====== Data records ======

//! Builtin functions callable from generated code.

use crate::error::RuntimeError;
use crate::runtime::Runtime;
use crate::value::Array;

impl Runtime {
    /// Print every value in `args`, separated by single spaces and followed by a newline.
    ///
    /// Each value goes through its `toString` slot. All of them are converted before anything is
    /// written, so a failing conversion leaves the output untouched.
    pub fn println(&self, args: &Array) -> Result<(), RuntimeError> {
        let reprs = args
            .to_vec()
            .iter()
            .map(|arg| self.call_to_string(arg))
            .collect::<Result<Vec<_>, _>>()?;

        self.with_output(|out| {
            for (i, repr) in reprs.iter().enumerate() {
                if i > 0 {
                    out.write_all(b" ")?;
                }
                out.write_all(repr.as_bytes())?;
            }
            out.write_all(b"\n")?;
            out.flush()
        })?;
        Ok(())
    }
}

======

[Work item]
Tally up the lines of the listing containing the word "iter". Give only the total.

[Result of this task]
2